Input data.
▼

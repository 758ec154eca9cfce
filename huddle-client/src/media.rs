use crate::Result;
use std::sync::Arc;
use std::sync::atomic::{AtomicBool, Ordering};
use webrtc::api::media_engine::{MIME_TYPE_OPUS, MIME_TYPE_VP8};
use webrtc::media::Sample;
use webrtc::rtp_transceiver::rtp_codec::{RTCRtpCodecCapability, RTPCodecType};
use webrtc::track::track_local::track_local_static_sample::TrackLocalStaticSample;

#[derive(Debug, Clone, Copy, PartialEq, Eq, Hash)]
pub enum TrackKind {
    Audio,
    Video,
}

impl TrackKind {
    /// `None` for `Unspecified`: such a track carries nothing we can use.
    pub fn from_codec_type(t: RTPCodecType) -> Option<Self> {
        match t {
            RTPCodecType::Audio => Some(TrackKind::Audio),
            RTPCodecType::Video => Some(TrackKind::Video),
            _ => None,
        }
    }
}

struct LocalTrack {
    kind: TrackKind,
    track: Arc<TrackLocalStaticSample>,
    enabled: AtomicBool,
}

struct LocalMediaInner {
    stream_id: String,
    tracks: Vec<LocalTrack>,
}

/// Shared by every peer link. Links attach the same tracks and never change
/// them; only [`LocalMedia::enable`] flips state, and only locally.
#[derive(Clone)]
pub struct LocalMedia {
    inner: Arc<LocalMediaInner>,
}

impl LocalMedia {
    /// No tracks at all: the participant only receives.
    pub fn empty() -> Self {
        Self::with_tracks("huddle", &[])
    }

    /// One Opus audio track and one VP8 video track.
    pub fn audio_video(stream_id: impl Into<String>) -> Self {
        Self::with_tracks(stream_id, &[TrackKind::Audio, TrackKind::Video])
    }

    pub fn with_tracks(stream_id: impl Into<String>, kinds: &[TrackKind]) -> Self {
        let stream_id = stream_id.into();
        let tracks = kinds
            .iter()
            .enumerate()
            .map(|(i, kind)| {
                let (mime_type, label) = match kind {
                    TrackKind::Audio => (MIME_TYPE_OPUS, "audio"),
                    TrackKind::Video => (MIME_TYPE_VP8, "video"),
                };
                let track = TrackLocalStaticSample::new(
                    RTCRtpCodecCapability {
                        mime_type: mime_type.to_owned(),
                        ..Default::default()
                    },
                    format!("{}-{}", label, i),
                    stream_id.clone(),
                );
                LocalTrack {
                    kind: *kind,
                    track: Arc::new(track),
                    enabled: AtomicBool::new(true),
                }
            })
            .collect();

        Self {
            inner: Arc::new(LocalMediaInner { stream_id, tracks }),
        }
    }

    pub fn stream_id(&self) -> &str {
        &self.inner.stream_id
    }

    pub fn tracks(&self) -> impl Iterator<Item = (TrackKind, Arc<TrackLocalStaticSample>)> + '_ {
        self.inner.tracks.iter().map(|t| (t.kind, t.track.clone()))
    }

    pub fn track_count(&self) -> usize {
        self.inner.tracks.len()
    }

    /// Mute (audio) or camera-off (video). Never signaled to peers: disabled
    /// tracks just stop carrying samples.
    pub fn enable(&self, kind: TrackKind, enabled: bool) {
        for track in self.inner.tracks.iter().filter(|t| t.kind == kind) {
            track.enabled.store(enabled, Ordering::Relaxed);
        }
    }

    /// False when there is no track of `kind`.
    pub fn is_enabled(&self, kind: TrackKind) -> bool {
        self.inner
            .tracks
            .iter()
            .filter(|t| t.kind == kind)
            .any(|t| t.enabled.load(Ordering::Relaxed))
    }

    /// Feeds one captured sample to every enabled track of `kind`.
    /// Returns how many tracks took it.
    pub async fn write_sample(&self, kind: TrackKind, sample: &Sample) -> Result<usize> {
        let mut written = 0;
        for track in self.inner.tracks.iter().filter(|t| t.kind == kind) {
            if !track.enabled.load(Ordering::Relaxed) {
                continue;
            }
            track.track.write_sample(sample).await?;
            written += 1;
        }
        Ok(written)
    }
}
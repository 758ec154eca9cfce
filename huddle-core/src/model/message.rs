use crate::model::participant::ParticipantId;
use crate::model::room::RoomId;
use serde::{Deserialize, Serialize};
use serde_json::Value;

/// Public STUN server used when nothing else is configured.
pub const DEFAULT_STUN_SERVER: &str = "stun:stun.l.google.com:19302";

#[derive(Debug, Clone, PartialEq, Eq, Serialize, Deserialize)]
pub struct IceServerConfig {
    pub urls: Vec<String>,
    #[serde(default)]
    pub username: Option<String>,
    #[serde(default)]
    pub credential: Option<String>,
}

impl IceServerConfig {
    pub fn from_url(url: impl Into<String>) -> Self {
        Self {
            urls: vec![url.into()],
            username: None,
            credential: None,
        }
    }
}

/// Frames a client sends to the relay.
#[derive(Debug, Clone, PartialEq, Serialize, Deserialize)]
#[serde(tag = "op", content = "d", rename_all = "snake_case")]
pub enum ClientMessage {
    Join { room: RoomId },
    /// `payload` is forwarded untouched; see `NegotiationPayload` for what
    /// well-behaved peers put in it.
    Signal { to: ParticipantId, payload: Value },
    Leave,
}

/// Frames the relay sends to a client.
#[derive(Debug, Clone, PartialEq, Serialize, Deserialize)]
#[serde(tag = "op", content = "d", rename_all = "snake_case")]
pub enum ServerMessage {
    Welcome {
        participant_id: ParticipantId,
    },
    IceConfig {
        ice_servers: Vec<IceServerConfig>,
    },
    /// Who was already in `room` when the recipient joined it.
    Membership {
        room: RoomId,
        member_ids: Vec<ParticipantId>,
    },
    Joined {
        participant_id: ParticipantId,
    },
    Signaled {
        from: ParticipantId,
        payload: Value,
    },
    Left {
        participant_id: ParticipantId,
    },
}
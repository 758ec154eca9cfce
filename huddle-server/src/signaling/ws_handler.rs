use crate::Relay;
use axum::extract::State;
use axum::extract::ws::{Message, WebSocket, WebSocketUpgrade};
use axum::response::IntoResponse;
use futures::{SinkExt, StreamExt};
use huddle_core::{ClientMessage, ParticipantId};
use tokio::sync::mpsc;
use tracing::{debug, error, info, warn};

pub async fn ws_handler(ws: WebSocketUpgrade, State(relay): State<Relay>) -> impl IntoResponse {
    ws.on_upgrade(move |socket| handle_socket(socket, relay))
}

async fn handle_socket(socket: WebSocket, relay: Relay) {
    let (mut sender, mut receiver) = socket.split();
    let (tx, mut rx) = mpsc::unbounded_channel();

    let participant_id = relay.connect(tx);
    info!("New WebSocket connection: {}", participant_id);

    let mut send_task = tokio::spawn(async move {
        while let Some(msg) = rx.recv().await {
            let json = match serde_json::to_string(&msg) {
                Ok(json) => json,
                Err(e) => {
                    error!("Failed to serialize relay message: {}", e);
                    continue;
                }
            };
            if sender.send(Message::Text(json.into())).await.is_err() {
                break;
            }
        }
    });

    let mut recv_task = tokio::spawn({
        let relay = relay.clone();

        async move {
            while let Some(Ok(msg)) = receiver.next().await {
                match msg {
                    Message::Text(text) => match serde_json::from_str::<ClientMessage>(&text) {
                        Ok(msg) => dispatch(&relay, participant_id, msg),
                        Err(e) => warn!("Invalid frame from {}: {}", participant_id, e),
                    },
                    Message::Close(_) => break,
                    _ => {}
                }
            }
        }
    });

    tokio::select! {
        _ = (&mut send_task) => recv_task.abort(),
        _ = (&mut recv_task) => send_task.abort(),
    };

    relay.handle_disconnect(participant_id);
    info!("WebSocket disconnected: {}", participant_id);
}

fn dispatch(relay: &Relay, participant_id: ParticipantId, msg: ClientMessage) {
    match msg {
        ClientMessage::Join { room } => relay.handle_join(participant_id, room),
        ClientMessage::Signal { to, payload } => {
            debug!("Signal {} -> {}", participant_id, to);
            relay.handle_signal(participant_id, to, payload);
        }
        ClientMessage::Leave => relay.handle_leave(participant_id),
    }
}
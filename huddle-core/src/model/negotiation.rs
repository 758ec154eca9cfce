use serde::{Deserialize, Serialize};
use serde_json::Value;

/// Which side of the offer/answer exchange a description belongs to.
#[derive(Debug, Clone, Copy, PartialEq, Eq, Serialize, Deserialize)]
#[serde(rename_all = "lowercase")]
pub enum SdpKind {
    Offer,
    Answer,
}

#[derive(Debug, Clone, PartialEq, Eq, Serialize, Deserialize)]
pub struct SessionDescription {
    #[serde(rename = "type")]
    pub kind: SdpKind,
    pub sdp: String,
}

impl SessionDescription {
    pub fn offer(sdp: impl Into<String>) -> Self {
        Self {
            kind: SdpKind::Offer,
            sdp: sdp.into(),
        }
    }

    pub fn answer(sdp: impl Into<String>) -> Self {
        Self {
            kind: SdpKind::Answer,
            sdp: sdp.into(),
        }
    }

    pub fn is_offer(&self) -> bool {
        self.kind == SdpKind::Offer
    }
}

/// A single trickled connectivity candidate, shaped like the browser's
/// `RTCIceCandidateInit` so web peers can share a room with native ones.
#[derive(Debug, Clone, PartialEq, Eq, Serialize, Deserialize)]
#[serde(rename_all = "camelCase")]
pub struct IceCandidate {
    pub candidate: String,
    #[serde(default)]
    pub sdp_mid: Option<String>,
    #[serde(default)]
    pub sdp_m_line_index: Option<u16>,
    #[serde(default, skip_serializing_if = "Option::is_none")]
    pub username_fragment: Option<String>,
}

/// What peers exchange through the relay. The relay itself only ever sees the
/// JSON form of this and never parses it.
#[derive(Debug, Clone, PartialEq, Eq, Serialize, Deserialize)]
#[serde(rename_all = "snake_case")]
pub enum NegotiationPayload {
    Description(SessionDescription),
    Candidate(IceCandidate),
}

impl NegotiationPayload {
    pub fn to_value(&self) -> serde_json::Result<Value> {
        serde_json::to_value(self)
    }

    pub fn from_value(value: Value) -> serde_json::Result<Self> {
        serde_json::from_value(value)
    }
}

impl From<SessionDescription> for NegotiationPayload {
    fn from(desc: SessionDescription) -> Self {
        Self::Description(desc)
    }
}

impl From<IceCandidate> for NegotiationPayload {
    fn from(candidate: IceCandidate) -> Self {
        Self::Candidate(candidate)
    }
}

▲

Work task.
Once you find the line with "let mut written = 0;" in the entries above, output it and each line after it up to and including the line with "pub const DEFAULT_STUN_SERVER: &str", and nothing else.

Answer space.
        let mut written = 0;
        for track in self.inner.tracks.iter().filter(|t| t.kind == kind) {
            if !track.enabled.load(Ordering::Relaxed) {
                continue;
            }
            track.track.write_sample(sample).await?;
            written += 1;
        }
        Ok(written)
    }
}
repository 758ec154eca9cfce
filename huddle-core/src/model/message.rs
use crate::model::participant::ParticipantId;
use crate::model::room::RoomId;
use serde::{Deserialize, Serialize};
use serde_json::Value;

/// Public STUN server used when nothing else is configured.
pub const DEFAULT_STUN_SERVER: &str = "stun:stun.l.google.com:19302";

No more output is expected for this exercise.